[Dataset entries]

*** Block opens ***

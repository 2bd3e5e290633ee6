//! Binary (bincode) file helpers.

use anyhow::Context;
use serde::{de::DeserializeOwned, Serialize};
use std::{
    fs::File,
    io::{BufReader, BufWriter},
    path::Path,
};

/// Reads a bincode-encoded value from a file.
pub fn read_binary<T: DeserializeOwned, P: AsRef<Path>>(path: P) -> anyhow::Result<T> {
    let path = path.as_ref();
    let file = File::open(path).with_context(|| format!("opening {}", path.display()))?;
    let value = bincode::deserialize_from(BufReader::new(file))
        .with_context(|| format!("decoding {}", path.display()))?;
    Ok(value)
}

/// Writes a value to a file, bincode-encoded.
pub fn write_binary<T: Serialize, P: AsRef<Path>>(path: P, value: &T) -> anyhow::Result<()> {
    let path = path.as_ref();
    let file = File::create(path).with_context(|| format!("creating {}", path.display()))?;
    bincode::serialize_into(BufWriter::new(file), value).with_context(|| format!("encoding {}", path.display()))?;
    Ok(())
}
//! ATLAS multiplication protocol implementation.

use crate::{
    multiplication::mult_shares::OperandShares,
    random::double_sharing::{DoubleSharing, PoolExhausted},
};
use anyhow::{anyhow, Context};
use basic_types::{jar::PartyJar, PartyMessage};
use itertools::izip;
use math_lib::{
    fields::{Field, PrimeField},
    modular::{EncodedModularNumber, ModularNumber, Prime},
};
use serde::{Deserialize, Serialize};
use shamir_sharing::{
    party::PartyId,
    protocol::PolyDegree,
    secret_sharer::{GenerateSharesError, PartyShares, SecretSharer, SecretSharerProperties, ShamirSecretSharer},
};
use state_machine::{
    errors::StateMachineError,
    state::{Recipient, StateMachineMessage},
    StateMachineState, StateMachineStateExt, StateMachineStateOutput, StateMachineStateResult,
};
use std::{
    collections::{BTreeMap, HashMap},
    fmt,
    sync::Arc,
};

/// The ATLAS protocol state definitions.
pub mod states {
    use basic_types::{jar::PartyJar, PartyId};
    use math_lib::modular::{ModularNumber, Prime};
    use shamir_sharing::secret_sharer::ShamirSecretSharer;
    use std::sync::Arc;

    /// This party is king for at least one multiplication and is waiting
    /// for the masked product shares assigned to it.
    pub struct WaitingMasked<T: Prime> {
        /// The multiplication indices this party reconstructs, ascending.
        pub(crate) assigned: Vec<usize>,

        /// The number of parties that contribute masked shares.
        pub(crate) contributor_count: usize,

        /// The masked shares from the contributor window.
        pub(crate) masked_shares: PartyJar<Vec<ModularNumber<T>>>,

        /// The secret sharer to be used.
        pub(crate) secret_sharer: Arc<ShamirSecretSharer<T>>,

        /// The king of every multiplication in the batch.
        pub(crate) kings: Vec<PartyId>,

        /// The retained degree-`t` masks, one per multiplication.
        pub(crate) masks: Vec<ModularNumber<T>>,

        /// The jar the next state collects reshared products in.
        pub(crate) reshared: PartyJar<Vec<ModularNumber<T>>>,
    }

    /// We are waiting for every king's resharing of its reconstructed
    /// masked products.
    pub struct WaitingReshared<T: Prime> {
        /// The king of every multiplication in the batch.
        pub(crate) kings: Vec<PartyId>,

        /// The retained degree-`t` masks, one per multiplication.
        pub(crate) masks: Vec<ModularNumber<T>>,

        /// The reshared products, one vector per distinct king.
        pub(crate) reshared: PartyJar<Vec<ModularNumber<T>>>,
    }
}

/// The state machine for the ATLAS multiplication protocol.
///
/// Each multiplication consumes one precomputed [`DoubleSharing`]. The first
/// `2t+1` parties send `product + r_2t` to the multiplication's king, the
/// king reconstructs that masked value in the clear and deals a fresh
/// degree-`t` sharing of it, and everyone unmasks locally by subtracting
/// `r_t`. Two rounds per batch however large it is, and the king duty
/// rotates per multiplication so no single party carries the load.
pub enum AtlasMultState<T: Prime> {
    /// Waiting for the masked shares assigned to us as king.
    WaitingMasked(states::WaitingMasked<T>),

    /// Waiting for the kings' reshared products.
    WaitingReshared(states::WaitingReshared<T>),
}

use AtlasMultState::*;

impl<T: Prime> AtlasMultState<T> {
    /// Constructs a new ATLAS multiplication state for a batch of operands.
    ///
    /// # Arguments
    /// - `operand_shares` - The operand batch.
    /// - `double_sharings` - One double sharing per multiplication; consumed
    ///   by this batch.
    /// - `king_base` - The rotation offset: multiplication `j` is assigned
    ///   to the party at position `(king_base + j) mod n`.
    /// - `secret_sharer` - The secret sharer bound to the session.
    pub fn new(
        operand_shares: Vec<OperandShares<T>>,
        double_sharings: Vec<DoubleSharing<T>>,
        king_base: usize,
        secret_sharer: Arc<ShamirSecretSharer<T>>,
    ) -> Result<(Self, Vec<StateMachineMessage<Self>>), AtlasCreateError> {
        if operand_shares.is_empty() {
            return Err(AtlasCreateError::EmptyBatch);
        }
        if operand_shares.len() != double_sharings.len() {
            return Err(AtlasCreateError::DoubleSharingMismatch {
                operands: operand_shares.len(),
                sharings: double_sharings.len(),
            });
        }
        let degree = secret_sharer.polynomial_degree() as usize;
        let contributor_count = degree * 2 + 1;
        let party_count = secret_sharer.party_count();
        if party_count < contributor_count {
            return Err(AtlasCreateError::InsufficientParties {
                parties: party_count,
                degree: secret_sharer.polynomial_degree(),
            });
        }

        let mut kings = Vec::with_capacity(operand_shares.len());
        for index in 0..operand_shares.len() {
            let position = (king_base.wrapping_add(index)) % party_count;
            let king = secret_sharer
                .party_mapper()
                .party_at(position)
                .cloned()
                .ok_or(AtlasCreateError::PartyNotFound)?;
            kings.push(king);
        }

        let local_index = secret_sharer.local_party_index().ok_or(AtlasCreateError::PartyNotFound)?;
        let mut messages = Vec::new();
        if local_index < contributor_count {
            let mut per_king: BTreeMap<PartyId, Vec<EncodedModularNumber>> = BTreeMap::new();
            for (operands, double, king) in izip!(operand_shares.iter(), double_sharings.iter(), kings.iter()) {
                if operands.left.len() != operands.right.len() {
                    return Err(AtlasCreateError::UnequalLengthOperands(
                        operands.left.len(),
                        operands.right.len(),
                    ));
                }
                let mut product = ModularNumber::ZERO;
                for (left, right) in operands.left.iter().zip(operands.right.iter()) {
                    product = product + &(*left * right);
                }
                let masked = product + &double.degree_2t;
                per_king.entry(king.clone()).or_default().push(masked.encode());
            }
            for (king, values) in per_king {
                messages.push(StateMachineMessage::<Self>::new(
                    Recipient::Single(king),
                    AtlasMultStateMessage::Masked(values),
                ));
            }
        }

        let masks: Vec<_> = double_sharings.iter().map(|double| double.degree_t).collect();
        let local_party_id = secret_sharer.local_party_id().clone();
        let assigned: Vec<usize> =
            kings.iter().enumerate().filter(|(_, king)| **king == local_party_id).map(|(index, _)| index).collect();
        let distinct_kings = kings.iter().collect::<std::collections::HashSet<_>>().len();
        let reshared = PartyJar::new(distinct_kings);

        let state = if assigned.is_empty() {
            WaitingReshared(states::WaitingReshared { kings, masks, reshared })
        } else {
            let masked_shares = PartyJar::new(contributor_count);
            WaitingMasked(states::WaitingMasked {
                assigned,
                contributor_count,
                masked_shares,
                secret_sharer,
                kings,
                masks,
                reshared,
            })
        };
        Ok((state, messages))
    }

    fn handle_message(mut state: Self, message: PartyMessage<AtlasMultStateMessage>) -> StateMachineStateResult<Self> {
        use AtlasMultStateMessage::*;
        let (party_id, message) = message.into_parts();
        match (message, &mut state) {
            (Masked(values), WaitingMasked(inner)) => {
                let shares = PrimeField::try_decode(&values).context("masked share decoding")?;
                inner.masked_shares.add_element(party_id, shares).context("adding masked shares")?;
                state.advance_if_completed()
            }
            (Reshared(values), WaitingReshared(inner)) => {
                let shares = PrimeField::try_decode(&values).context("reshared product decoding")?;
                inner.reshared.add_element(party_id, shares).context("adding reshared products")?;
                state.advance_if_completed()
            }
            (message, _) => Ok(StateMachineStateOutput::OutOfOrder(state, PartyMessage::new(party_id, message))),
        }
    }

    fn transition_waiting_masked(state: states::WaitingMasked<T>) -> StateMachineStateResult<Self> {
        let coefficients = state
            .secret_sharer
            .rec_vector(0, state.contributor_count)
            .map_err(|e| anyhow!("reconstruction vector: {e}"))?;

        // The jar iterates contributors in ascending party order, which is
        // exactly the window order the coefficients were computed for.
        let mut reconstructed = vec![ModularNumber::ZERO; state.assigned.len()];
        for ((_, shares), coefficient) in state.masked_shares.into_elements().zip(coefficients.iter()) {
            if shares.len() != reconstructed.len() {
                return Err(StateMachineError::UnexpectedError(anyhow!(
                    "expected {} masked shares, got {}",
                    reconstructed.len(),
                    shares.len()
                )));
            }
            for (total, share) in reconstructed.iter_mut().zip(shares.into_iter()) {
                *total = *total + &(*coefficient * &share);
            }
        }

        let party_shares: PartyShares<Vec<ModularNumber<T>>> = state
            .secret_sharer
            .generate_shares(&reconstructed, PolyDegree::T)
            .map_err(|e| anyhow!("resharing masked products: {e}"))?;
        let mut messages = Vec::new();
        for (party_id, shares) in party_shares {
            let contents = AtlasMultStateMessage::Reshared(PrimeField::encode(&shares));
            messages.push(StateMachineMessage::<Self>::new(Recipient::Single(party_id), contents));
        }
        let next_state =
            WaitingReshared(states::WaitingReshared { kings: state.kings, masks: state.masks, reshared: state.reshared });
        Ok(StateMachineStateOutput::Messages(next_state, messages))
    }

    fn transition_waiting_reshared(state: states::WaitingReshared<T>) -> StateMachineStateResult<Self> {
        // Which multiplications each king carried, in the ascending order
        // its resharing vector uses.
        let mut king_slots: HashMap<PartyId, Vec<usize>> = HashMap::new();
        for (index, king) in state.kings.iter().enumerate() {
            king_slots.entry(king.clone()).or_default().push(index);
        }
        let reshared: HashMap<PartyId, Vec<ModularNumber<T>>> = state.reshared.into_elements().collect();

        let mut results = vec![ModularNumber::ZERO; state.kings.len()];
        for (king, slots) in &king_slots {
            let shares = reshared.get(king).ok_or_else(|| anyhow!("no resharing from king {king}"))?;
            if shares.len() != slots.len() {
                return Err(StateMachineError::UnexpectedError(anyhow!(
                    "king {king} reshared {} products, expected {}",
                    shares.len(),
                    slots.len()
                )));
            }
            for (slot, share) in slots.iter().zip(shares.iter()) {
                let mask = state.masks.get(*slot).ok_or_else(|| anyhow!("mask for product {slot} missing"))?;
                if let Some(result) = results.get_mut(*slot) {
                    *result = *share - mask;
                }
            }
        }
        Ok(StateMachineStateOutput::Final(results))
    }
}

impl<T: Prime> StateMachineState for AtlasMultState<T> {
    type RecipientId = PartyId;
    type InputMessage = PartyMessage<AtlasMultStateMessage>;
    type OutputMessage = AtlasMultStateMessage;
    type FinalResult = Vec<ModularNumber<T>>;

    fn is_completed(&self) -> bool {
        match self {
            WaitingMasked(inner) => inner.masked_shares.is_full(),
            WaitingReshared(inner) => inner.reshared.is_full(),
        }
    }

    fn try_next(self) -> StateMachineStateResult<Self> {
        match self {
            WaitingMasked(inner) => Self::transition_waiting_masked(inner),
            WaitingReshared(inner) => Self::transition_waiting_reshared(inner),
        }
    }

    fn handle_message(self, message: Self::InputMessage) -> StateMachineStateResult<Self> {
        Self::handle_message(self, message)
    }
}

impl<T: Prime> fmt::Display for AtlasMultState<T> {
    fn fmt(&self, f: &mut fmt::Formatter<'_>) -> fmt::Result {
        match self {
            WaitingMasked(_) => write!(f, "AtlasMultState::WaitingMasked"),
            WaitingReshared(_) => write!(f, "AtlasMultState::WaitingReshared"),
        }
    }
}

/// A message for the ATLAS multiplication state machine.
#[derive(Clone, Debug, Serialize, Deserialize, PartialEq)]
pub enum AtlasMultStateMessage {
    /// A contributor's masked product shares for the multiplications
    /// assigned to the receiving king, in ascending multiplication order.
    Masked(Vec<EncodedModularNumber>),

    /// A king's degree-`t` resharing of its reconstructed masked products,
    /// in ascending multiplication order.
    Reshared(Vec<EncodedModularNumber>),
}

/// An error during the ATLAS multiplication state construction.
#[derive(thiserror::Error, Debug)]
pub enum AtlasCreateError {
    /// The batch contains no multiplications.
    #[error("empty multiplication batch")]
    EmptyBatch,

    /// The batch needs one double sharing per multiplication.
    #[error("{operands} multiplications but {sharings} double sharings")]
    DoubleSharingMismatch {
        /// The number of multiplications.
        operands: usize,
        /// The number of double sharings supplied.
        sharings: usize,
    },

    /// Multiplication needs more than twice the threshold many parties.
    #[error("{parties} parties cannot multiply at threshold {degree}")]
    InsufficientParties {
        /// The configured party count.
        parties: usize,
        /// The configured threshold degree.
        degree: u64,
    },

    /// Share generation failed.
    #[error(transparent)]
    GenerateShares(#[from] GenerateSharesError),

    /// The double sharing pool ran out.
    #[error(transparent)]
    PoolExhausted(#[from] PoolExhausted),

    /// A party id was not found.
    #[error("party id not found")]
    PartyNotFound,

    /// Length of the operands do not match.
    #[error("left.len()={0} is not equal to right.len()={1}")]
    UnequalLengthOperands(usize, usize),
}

*** Block closes ***

*DIRECTIONS FOR THIS TASK*
Return, in full, every line of these entries that holds "BTreeMap".

*EXERCISE RESPONSE*
    collections::{BTreeMap, HashMap},
            let mut per_king: BTreeMap<PartyId, Vec<EncodedModularNumber>> = BTreeMap::new();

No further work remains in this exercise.